Suspension: A heterogeneous, nonuniform mixture with very large particles that can often be seen with the naked eye. Suspended particles settle out rapidly and can be separated by filters and semipermeable membranes.

Properties of Solutions

Solute particles are small and uniformly dispersed.
Solutions are transparent and homogeneous.
Particles pass through filters and semipermeable membranes.
Semipermeable membrane: Allows solvent and very small solute particles to pass, but blocks large molecules.

Properties of Colloids

Colloidal particles are much larger than solute particles in solutions.
Colloids are homogeneous and do not settle out.
Particles pass through filters but not semipermeable membranes.
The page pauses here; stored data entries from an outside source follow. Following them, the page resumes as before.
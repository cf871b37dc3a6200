//! Project gallery endpoints
//!
//! 列表与详情公开；创建 / 更新 / 删除走 /admin 前缀，由 admin_auth 保护。

use std::sync::Arc;

use actix_web::{web, HttpResponse, Responder};
use serde_json::json;
use tracing::{error, info};

use crate::errors::VitrineError;
use crate::repository::{NewProject, Repository};

pub struct ProjectService;

impl ProjectService {
    /// GET /projets
    pub async fn list(repository: web::Data<Arc<dyn Repository>>) -> impl Responder {
        match repository.list_projects().await {
            Ok(projects) => HttpResponse::Ok().json(json!({ "data": projects })),
            Err(e) => {
                error!("Failed to list projects: {}", e);
                HttpResponse::InternalServerError().json(json!({ "error": "Internal error" }))
            }
        }
    }

    /// GET /projets/{id}
    pub async fn get(
        path: web::Path<i64>,
        repository: web::Data<Arc<dyn Repository>>,
    ) -> impl Responder {
        let id = path.into_inner();

        match repository.get_project(id).await {
            Ok(Some(project)) => HttpResponse::Ok().json(json!({ "data": project })),
            Ok(None) => HttpResponse::NotFound().json(json!({ "error": "Projet introuvable" })),
            Err(e) => {
                error!("Failed to get project {}: {}", id, e);
                HttpResponse::InternalServerError().json(json!({ "error": "Internal error" }))
            }
        }
    }

    /// POST /admin/projets
    pub async fn create(
        payload: web::Json<NewProject>,
        repository: web::Data<Arc<dyn Repository>>,
    ) -> impl Responder {
        let payload = payload.into_inner();

        if payload.title.trim().is_empty() {
            return HttpResponse::BadRequest()
                .json(json!({ "error": "Le champ \"title\" est requis" }));
        }

        match repository.insert_project(payload).await {
            Ok(project) => {
                info!("Admin API: project {} created", project.id);
                HttpResponse::Created().json(json!({ "data": project }))
            }
            Err(e) => {
                error!("Failed to create project: {}", e);
                HttpResponse::InternalServerError().json(json!({ "error": "Internal error" }))
            }
        }
    }

    /// PUT /admin/projets/{id}
    pub async fn update(
        path: web::Path<i64>,
        payload: web::Json<NewProject>,
        repository: web::Data<Arc<dyn Repository>>,
    ) -> impl Responder {
        let id = path.into_inner();
        let payload = payload.into_inner();

        if payload.title.trim().is_empty() {
            return HttpResponse::BadRequest()
                .json(json!({ "error": "Le champ \"title\" est requis" }));
        }

        match repository.update_project(id, payload).await {
            Ok(project) => HttpResponse::Ok().json(json!({ "data": project })),
            Err(VitrineError::NotFound(_)) => {
                HttpResponse::NotFound().json(json!({ "error": "Projet introuvable" }))
            }
            Err(e) => {
                error!("Failed to update project {}: {}", id, e);
                HttpResponse::InternalServerError().json(json!({ "error": "Internal error" }))
            }
        }
    }

    /// DELETE /admin/projets/{id}
    pub async fn delete(
        path: web::Path<i64>,
        repository: web::Data<Arc<dyn Repository>>,
    ) -> impl Responder {
        let id = path.into_inner();

        match repository.remove_project(id).await {
            Ok(()) => HttpResponse::NoContent().finish(),
            Err(VitrineError::NotFound(_)) => {
                HttpResponse::NotFound().json(json!({ "error": "Projet introuvable" }))
            }
            Err(e) => {
                error!("Failed to delete project {}: {}", id, e);
                HttpResponse::InternalServerError().json(json!({ "error": "Internal error" }))
            }
        }
    }
}
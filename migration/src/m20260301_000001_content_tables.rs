//! 内容表迁移
//!
//! 创建 projects 和 contact_messages 表：
//! - projects：作品集条目（封面图、3D 模型地址、排序）
//! - contact_messages：联系表单收件箱

use sea_orm_migration::prelude::*;

#[derive(DeriveMigrationName)]
pub struct Migration;

#[async_trait::async_trait]
impl MigrationTrait for Migration {
    async fn up(&self, manager: &SchemaManager) -> Result<(), DbErr> {
        // 创建 projects 表
        manager
            .create_table(
                Table::create()
                    .table(Projects::Table)
                    .if_not_exists()
                    .col(
                        ColumnDef::new(Projects::Id)
                            .big_integer()
                            .not_null()
                            .auto_increment()
                            .primary_key(),
                    )
                    .col(ColumnDef::new(Projects::Title).string_len(255).not_null())
                    .col(ColumnDef::new(Projects::Description).text().not_null())
                    .col(ColumnDef::new(Projects::Category).string_len(100).null())
                    .col(ColumnDef::new(Projects::CoverUrl).text().null())
                    .col(ColumnDef::new(Projects::ModelUrl).text().null())
                    .col(
                        ColumnDef::new(Projects::SortOrder)
                            .integer()
                            .not_null()
                            .default(0),
                    )
                    .col(
                        ColumnDef::new(Projects::CreatedAt)
                            .timestamp_with_time_zone()
                            .not_null(),
                    )
                    .col(
                        ColumnDef::new(Projects::UpdatedAt)
                            .timestamp_with_time_zone()
                            .not_null(),
                    )
                    .to_owned(),
            )
            .await?;

        // 创建 contact_messages 表
        manager
            .create_table(
                Table::create()
                    .table(ContactMessages::Table)
                    .if_not_exists()
                    .col(
                        ColumnDef::new(ContactMessages::Id)
                            .big_integer()
                            .not_null()
                            .auto_increment()
                            .primary_key(),
                    )
                    .col(
                        ColumnDef::new(ContactMessages::Name)
                            .string_len(255)
                            .not_null(),
                    )
                    .col(
                        ColumnDef::new(ContactMessages::Email)
                            .string_len(255)
                            .not_null(),
                    )
                    .col(ColumnDef::new(ContactMessages::Message).text().not_null())
                    .col(
                        ColumnDef::new(ContactMessages::CreatedAt)
                            .timestamp_with_time_zone()
                            .not_null(),
                    )
                    .to_owned(),
            )
            .await?;

        Ok(())
    }

    async fn down(&self, manager: &SchemaManager) -> Result<(), DbErr> {
        manager
            .drop_table(Table::drop().table(ContactMessages::Table).to_owned())
            .await?;

        manager
            .drop_table(Table::drop().table(Projects::Table).to_owned())
            .await
    }
}

#[derive(DeriveIden)]
enum Projects {
    Table,
    Id,
    Title,
    Description,
    Category,
    CoverUrl,
    ModelUrl,
    SortOrder,
    CreatedAt,
    UpdatedAt,
}

#[derive(DeriveIden)]
enum ContactMessages {
    Table,
    Id,
    Name,
    Email,
    Message,
    CreatedAt,
}
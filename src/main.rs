use actix_cors::Cors;
use actix_web::{middleware::from_fn, web, App, HttpServer};
use clap::Parser;
use tracing::info;

use vitrine::config::{Args, Config};
use vitrine::middleware::AuthMiddleware;
use vitrine::repository::RepositoryFactory;
use vitrine::services::{
    AppStartTime, ContactService, HealthService, ProjectService, VisitService,
};
use vitrine::system;

#[actix_web::main]
async fn main() -> std::io::Result<()> {
    // 记录程序启动时间
    let app_start_time = AppStartTime {
        start_datetime: chrono::Utc::now(),
    };

    let args = Args::parse();

    // 加载 .env（--env-file 可指定路径）
    match &args.env_file {
        Some(path) => {
            dotenvy::from_path(path).ok();
        }
        None => {
            dotenvy::dotenv().ok();
        }
    }

    let config = Config::load(&args);

    // 日志：guard 需要存活到进程结束
    let _log_guard = system::init_logging(&config);

    // 初始化存储后端
    let repository = RepositoryFactory::create(&config)
        .await
        .expect("Failed to create repository");
    info!("Using storage backend: {}", repository.backend_name());

    // 检查 Admin API 是否启用
    if config.admin_token.is_empty() {
        info!("Admin API is disabled (ADMIN_TOKEN not set)");
    } else {
        info!("Admin API available at: /admin");
    }

    let bind_address = config.bind_address();
    info!("Starting server at http://{}", bind_address);

    let server_config = config.clone();

    // Start the HTTP server
    HttpServer::new(move || {
        let config = server_config.clone();

        // 公开的追踪 beacon 需要跨域；配置了白名单则只放行白名单
        let cors = if config.allowed_origins.is_empty() {
            Cors::default()
                .allow_any_origin()
                .allowed_methods(vec!["GET", "POST", "PUT", "DELETE"])
                .allow_any_header()
                .max_age(3600)
        } else {
            let mut cors = Cors::default()
                .allowed_methods(vec!["GET", "POST", "PUT", "DELETE"])
                .allow_any_header()
                .max_age(3600);
            for origin in &config.allowed_origins {
                cors = cors.allowed_origin(origin);
            }
            cors
        };

        App::new()
            .app_data(web::Data::new(repository.clone()))
            .app_data(web::Data::new(config))
            .app_data(web::Data::new(app_start_time.clone()))
            .wrap(cors)
            // 访问追踪
            .route("/visites", web::post().to(VisitService::create))
            .service(
                web::resource("/visites/stats")
                    .wrap(from_fn(AuthMiddleware::stats_auth))
                    .route(web::get().to(VisitService::stats)),
            )
            // 作品集（公开读取）
            .route("/projets", web::get().to(ProjectService::list))
            .route("/projets/{id}", web::get().to(ProjectService::get))
            // 联系表单
            .route("/contact", web::post().to(ContactService::create))
            // Admin API
            .service(
                web::scope("/admin")
                    .wrap(from_fn(AuthMiddleware::admin_auth))
                    .route("/projets", web::post().to(ProjectService::create))
                    .route("/projets/{id}", web::put().to(ProjectService::update))
                    .route("/projets/{id}", web::delete().to(ProjectService::delete))
                    .route("/contact", web::get().to(ContactService::list))
                    .route("/contact/{id}", web::delete().to(ContactService::delete)),
            )
            // 健康检查
            .route("/health", web::get().to(HealthService::health_check))
    })
    .bind(bind_address)?
    .run()
    .await
}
Table: Examples of Colloids

Colloid	Substance Dispersed	Dispersing Medium
Fog, clouds, hair sprays	Liquid	Gas
Dust, smoke	Solid	Gas
Shaving cream, whipped cream, soapsuds	Gas	Liquid
Styrofoam, marshmallows	Gas	Solid
Mayonnaise, homogenized milk	Liquid	Liquid
Cheese, butter	Liquid	Solid
Blood plasma, paints (latex), gelatin	Solid	Liquid

Properties of Suspensions

Suspensions are heterogeneous and nonuniform.
Particles are large and visible; they settle out after mixing.
Particles are trapped by filters and semipermeable membranes.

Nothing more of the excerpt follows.